Compiling ROOT with both python2 and python3 bindings

Hi all,

I have a set of scripts that I use to update ROOT on my local machine (usually the latest version of Fedora, currently 25)
They are set up such that I can specify whether to build with gcc or clang, and can also specify which python version to build bindings for.
I have done this and built against both python versions, and can specify whether to use one or the other, but if I setup the version I compiled against python2, the python3 bindings are not there, and vice versa (as expected)

So I then thought I’d be clever in setting up my python bindings, by creating soft links from the generated files into the appropriate site-packages, but this was still not correct. I suspect that I’m missing a library path somewhere, as the complaint is always with importing ROOT into the python version that was not “set up” in the script that sources the ROOT setup.

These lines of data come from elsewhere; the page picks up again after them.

// SPDX-FileCopyrightText: 2026 Octogram Contributors
// SPDX-License-Identifier: MIT OR Apache-2.0

//! Schema migrations for the credential database.
//!
//! The SQL under `migrations/` is baked into the binary with refinery's
//! `embed_migrations!`, so a deployed octogram needs no migration files on
//! disk. [`Database::open`](crate::database::Database::open) applies any
//! pending migration before handing out the connection; reopening an
//! already-migrated database is a no-op because refinery records what it
//! has applied in `refinery_schema_history`.

use octogram_core::OctogramError;

mod embedded {
    use refinery::embed_migrations;
    embed_migrations!("migrations");
}

/// Bring `conn` up to the current schema.
pub fn run_migrations(conn: &mut rusqlite::Connection) -> Result<(), OctogramError> {
    embedded::migrations::runner().run(conn).map_err(|e| {
        OctogramError::Store {
            source: Box::new(e),
        }
    })?;
    Ok(())
}
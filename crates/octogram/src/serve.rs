// SPDX-FileCopyrightText: 2026 Octogram Contributors
// SPDX-License-Identifier: MIT OR Apache-2.0

//! `octogram serve` command implementation.
//!
//! Wires the credential store, GitHub clients, conversation engine,
//! HTTP gateway, and Telegram dispatcher together, then runs the gateway
//! and the dispatcher concurrently until a shutdown signal arrives.

use std::sync::Arc;

use tracing::{error, info, warn};

use octogram_config::model::OctogramConfig;
use octogram_conversation::ConversationEngine;
use octogram_core::OctogramError;
use octogram_gateway::GatewayState;
use octogram_github::{GithubClient, OauthFlow};
use octogram_telegram::TelegramBot;

/// Runs the `octogram serve` command.
///
/// Both long-running tasks live in one process: the axum gateway for
/// OAuth callbacks and webhooks, and the teloxide dispatcher for chat.
/// Either one exiting, or Ctrl-C, stops the process.
pub async fn run_serve(config: OctogramConfig) -> Result<(), OctogramError> {
    init_tracing(&config.agent.log_level);

    info!(agent = %config.agent.name, "starting octogram serve");

    let store = octogram_storage::open_store(&config.storage).await?;
    let github = Arc::new(GithubClient::new(&config.github.api_base)?);
    let oauth = Arc::new(OauthFlow::new(&config.github)?);
    let engine = Arc::new(ConversationEngine::new(store.clone(), github));

    let webhook_secret = config
        .github
        .webhook_secret
        .clone()
        .ok_or_else(|| OctogramError::Config("github.webhook_secret is required".into()))?;

    let gateway_state = GatewayState {
        store,
        oauth: oauth.clone(),
        webhook_secret,
    };
    let gateway_config = config.gateway.clone();
    let gateway =
        tokio::spawn(
            async move { octogram_gateway::start_server(&gateway_config, gateway_state).await },
        );

    let bot = TelegramBot::new(&config.telegram, engine, oauth)?;
    let telegram = tokio::spawn(bot.run());

    tokio::select! {
        _ = tokio::signal::ctrl_c() => {
            info!("shutdown signal received");
        }
        result = gateway => {
            match result {
                Ok(Err(err)) => error!(error = %err, "gateway exited with error"),
                Ok(Ok(())) => warn!("gateway exited"),
                Err(err) => error!(error = %err, "gateway task panicked"),
            }
        }
        result = telegram => {
            match result {
                Ok(()) => warn!("telegram dispatcher exited"),
                Err(err) => error!(error = %err, "telegram dispatcher panicked"),
            }
        }
    }

    info!("octogram stopped");
    Ok(())
}

/// Initializes the tracing subscriber.
///
/// `RUST_LOG` wins when set; otherwise the configured level applies to
/// octogram crates and `warn` to everything else.
fn init_tracing(log_level: &str) {
    use tracing_subscriber::EnvFilter;

    let filter = EnvFilter::try_from_default_env()
        .unwrap_or_else(|_| EnvFilter::new(format!("octogram={log_level},warn")));

    tracing_subscriber::fmt()
        .with_env_filter(filter)
        .with_target(true)
        .with_thread_names(false)
        .init();
}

However in the end, I would like to be able to have it set up that I build bindings for both python2 (2.7) and python3 (3.5), rather than duplicating the build, and having the bindings work for either python2 or python3.

I know this must be possible as the version of ROOT that ships with Fedora has both of these bindings available (and working), however I can’t seem to dig up the build process that Fedora uses (yes, I could take the version of ROOT that Fedora ships, but I don’t want to be handcuffed if version migration within the distribution doesn’t keep up with ROOT upstream).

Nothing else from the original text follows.